──────── EXTRACTED INFORMATION

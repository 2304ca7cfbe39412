//! Prompt templates for the language model.
//!
//! These templates use basic `format!()` interpolation for type safety.
//! Every field of a statistics record is rendered in a fixed order so the
//! same record always yields the same prompt.

use crate::models::PlayerStats;

/// System instruction for narrating statistics.
pub const ANALYST_SYSTEM_PROMPT: &str = r#"あなたはNBAプレイヤーの統計について質問に答える専門アシスタントです。以下のルールに従って日本語で回答してください。

## NBAシーズンの理解
- シーズンは「2023-24」のような形式で表現されます
- 2024年と書かれていたら2023-24シーズンとして解釈してください

## 回答のガイドライン
1. 統計データは分かりやすく日本語で説明してください
2. 数値は適切に四捨五入して表示してください
3. 成功率はパーセント表記で説明してください
4. 統計の意味や重要性についても説明してください
5. 合計値は1試合平均×出場試合数から算出した概算値です

常に親切で分かりやすい回答を心がけてください。"#;

/// System instruction for pulling structured fields out of a question.
pub const EXTRACTION_SYSTEM_PROMPT: &str = r#"You extract structured fields from questions about NBA player statistics.
Respond with a single JSON object and nothing else."#;

fn percent(value: f64) -> String {
    format!("{:.1}%", value * 100.0)
}

/// Render every field of a statistics record as a labelled block.
pub fn stats_block(stats: &PlayerStats) -> String {
    format!(
        r#"選手: {name} (ID: {id})
シーズン: {season}
チーム: {team}
ポジション: {position}
出場試合数: {gp} (先発 {gs})
平均出場時間: {min:.1}分
平均得点: {pts:.1}
平均リバウンド: {reb:.1}
平均アシスト: {ast:.1}
平均スティール: {stl:.1}
平均ブロック: {blk:.1}
フィールドゴール成功率: {fg}
3ポイント成功率: {fg3}
フリースロー成功率: {ft}
合計得点(概算): {tpts}
合計リバウンド(概算): {treb}
合計アシスト(概算): {tast}
合計スティール(概算): {tstl}
合計ブロック(概算): {tblk}"#,
        name = stats.player_name,
        id = stats.player_id,
        season = stats.season,
        team = if stats.team.is_empty() { "不明" } else { stats.team.as_str() },
        position = stats.position.as_deref().unwrap_or("不明"),
        gp = stats.games_played,
        gs = stats.games_started,
        min = stats.minutes_per_game,
        pts = stats.points_per_game,
        reb = stats.rebounds_per_game,
        ast = stats.assists_per_game,
        stl = stats.steals_per_game,
        blk = stats.blocks_per_game,
        fg = percent(stats.field_goal_percentage),
        fg3 = percent(stats.three_point_percentage),
        ft = percent(stats.free_throw_percentage),
        tpts = stats.total_points,
        treb = stats.total_rebounds,
        tast = stats.total_assists,
        tstl = stats.total_steals,
        tblk = stats.total_blocks,
    )
}

/// Prompt asking the model to explain one player's season.
///
/// # Example
/// ```
/// use courtside::llm::prompts::stats_analysis_prompt;
/// use courtside::models::{PerGameLine, PlayerId, PlayerStats};
///
/// let stats = PlayerStats::from_per_game(
///     PlayerId(2544),
///     "LeBron James",
///     "2024-25",
///     PerGameLine { games_played: 70, points: 24.4, ..Default::default() },
///     None,
/// );
/// let prompt = stats_analysis_prompt(&stats);
/// assert!(prompt.contains("LeBron James"));
/// assert!(prompt.contains("2024-25"));
/// ```
pub fn stats_analysis_prompt(stats: &PlayerStats) -> String {
    format!(
        r#"以下の統計データをもとに、{name}の{season}シーズンのパフォーマンスを分析してください。
強みと特徴的な数字を挙げ、最後に一言でまとめてください。

{block}"#,
        name = stats.player_name,
        season = stats.season,
        block = stats_block(stats),
    )
}

/// Prompt asking the model to compare two player seasons.
pub fn stats_comparison_prompt(first: &PlayerStats, second: &PlayerStats) -> String {
    format!(
        r#"以下の2つの統計データを比較し、{a}({a_season})と{b}({b_season})の違いを分析してください。
得点・リバウンド・アシスト・シュート効率の観点で比較し、最後にどちらがどの点で優れているかをまとめてください。

## 1人目
{block_a}

## 2人目
{block_b}"#,
        a = first.player_name,
        a_season = first.season,
        b = second.player_name,
        b_season = second.season,
        block_a = stats_block(first),
        block_b = stats_block(second),
    )
}

/// Prompt asking the model for `{player_name, season, stat_type}` as JSON.
pub fn query_extraction_prompt(text: &str) -> String {
    format!(
        r#"Extract the NBA player, season and statistic from the question below.

Rules:
- "player_name": the player's full official English name (e.g. "LeBron James"), or null.
  Translate Japanese or nickname spellings to the official name.
- "season": a season label like "2023-24", or null. A bare year such as "2016" or
  "2016年" means the season ending in that year ("2015-16").
- "stat_type": one of "PTS", "REB", "AST", "STL", "BLK", "FG_PCT", "FG3_PCT",
  "FT_PCT", "MIN", "GP", or null when no single statistic is asked for.

Question:
{text}

Respond with JSON only, for example:
{{"player_name": "LeBron James", "season": "2023-24", "stat_type": "PTS"}}"#
    )
}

────────────────

» EXERCISE DIRECTIONS
Please give the data again in full, exactly as written.

» WRITTEN REPLY
repository 2304ca7cfbe39412
//! Prompt templates for the language model.
//!
//! These templates use basic `format!()` interpolation for type safety.
//! Every field of a statistics record is rendered in a fixed order so the
//! same record always yields the same prompt.

use crate::models::PlayerStats;

/// System instruction for narrating statistics.
pub const ANALYST_SYSTEM_PROMPT: &str = r#"あなたはNBAプレイヤーの統計について質問に答える専門アシスタントです。以下のルールに従って日本語で回答してください。

## NBAシーズンの理解
- シーズンは「2023-24」のような形式で表現されます
- 2024年と書かれていたら2023-24シーズンとして解釈してください

## 回答のガイドライン
1. 統計データは分かりやすく日本語で説明してください
2. 数値は適切に四捨五入して表示してください
3. 成功率はパーセント表記で説明してください
4. 統計の意味や重要性についても説明してください
5. 合計値は1試合平均×出場試合数から算出した概算値です

常に親切で分かりやすい回答を心がけてください。"#;

/// System instruction for pulling structured fields out of a question.
pub const EXTRACTION_SYSTEM_PROMPT: &str = r#"You extract structured fields from questions about NBA player statistics.
Respond with a single JSON object and nothing else."#;

fn percent(value: f64) -> String {
    format!("{:.1}%", value * 100.0)
}

/// Render every field of a statistics record as a labelled block.
pub fn stats_block(stats: &PlayerStats) -> String {
    format!(
        r#"選手: {name} (ID: {id})
シーズン: {season}
チーム: {team}
ポジション: {position}
出場試合数: {gp} (先発 {gs})
平均出場時間: {min:.1}分
平均得点: {pts:.1}
平均リバウンド: {reb:.1}
平均アシスト: {ast:.1}
平均スティール: {stl:.1}
平均ブロック: {blk:.1}
フィールドゴール成功率: {fg}
3ポイント成功率: {fg3}
フリースロー成功率: {ft}
合計得点(概算): {tpts}
合計リバウンド(概算): {treb}
合計アシスト(概算): {tast}
合計スティール(概算): {tstl}
合計ブロック(概算): {tblk}"#,
        name = stats.player_name,
        id = stats.player_id,
        season = stats.season,
        team = if stats.team.is_empty() { "不明" } else { stats.team.as_str() },
        position = stats.position.as_deref().unwrap_or("不明"),
        gp = stats.games_played,
        gs = stats.games_started,
        min = stats.minutes_per_game,
        pts = stats.points_per_game,
        reb = stats.rebounds_per_game,
        ast = stats.assists_per_game,
        stl = stats.steals_per_game,
        blk = stats.blocks_per_game,
        fg = percent(stats.field_goal_percentage),
        fg3 = percent(stats.three_point_percentage),
        ft = percent(stats.free_throw_percentage),
        tpts = stats.total_points,
        treb = stats.total_rebounds,
        tast = stats.total_assists,
        tstl = stats.total_steals,
        tblk = stats.total_blocks,
    )
}

/// Prompt asking the model to explain one player's season.
///
/// # Example
/// ```
/// use courtside::llm::prompts::stats_analysis_prompt;
/// use courtside::models::{PerGameLine, PlayerId, PlayerStats};
///
/// let stats = PlayerStats::from_per_game(
///     PlayerId(2544),
///     "LeBron James",
///     "2024-25",
///     PerGameLine { games_played: 70, points: 24.4, ..Default::default() },
///     None,
/// );
/// let prompt = stats_analysis_prompt(&stats);
/// assert!(prompt.contains("LeBron James"));
/// assert!(prompt.contains("2024-25"));
/// ```
pub fn stats_analysis_prompt(stats: &PlayerStats) -> String {
    format!(
        r#"以下の統計データをもとに、{name}の{season}シーズンのパフォーマンスを分析してください。
強みと特徴的な数字を挙げ、最後に一言でまとめてください。

{block}"#,
        name = stats.player_name,
        season = stats.season,
        block = stats_block(stats),
    )
}

/// Prompt asking the model to compare two player seasons.
pub fn stats_comparison_prompt(first: &PlayerStats, second: &PlayerStats) -> String {
    format!(
        r#"以下の2つの統計データを比較し、{a}({a_season})と{b}({b_season})の違いを分析してください。
得点・リバウンド・アシスト・シュート効率の観点で比較し、最後にどちらがどの点で優れているかをまとめてください。

## 1人目
{block_a}

## 2人目
{block_b}"#,
        a = first.player_name,
        a_season = first.season,
        b = second.player_name,
        b_season = second.season,
        block_a = stats_block(first),
        block_b = stats_block(second),
    )
}

/// Prompt asking the model for `{player_name, season, stat_type}` as JSON.
pub fn query_extraction_prompt(text: &str) -> String {
    format!(
        r#"Extract the NBA player, season and statistic from the question below.

Rules:
- "player_name": the player's full official English name (e.g. "LeBron James"), or null.
  Translate Japanese or nickname spellings to the official name.
- "season": a season label like "2023-24", or null. A bare year such as "2016" or
  "2016年" means the season ending in that year ("2015-16").
- "stat_type": one of "PTS", "REB", "AST", "STL", "BLK", "FG_PCT", "FG3_PCT",
  "FT_PCT", "MIN", "GP", or null when no single statistic is asked for.

Question:
{text}

Respond with JSON only, for example:
{{"player_name": "LeBron James", "season": "2023-24", "stat_type": "PTS"}}"#
    )
}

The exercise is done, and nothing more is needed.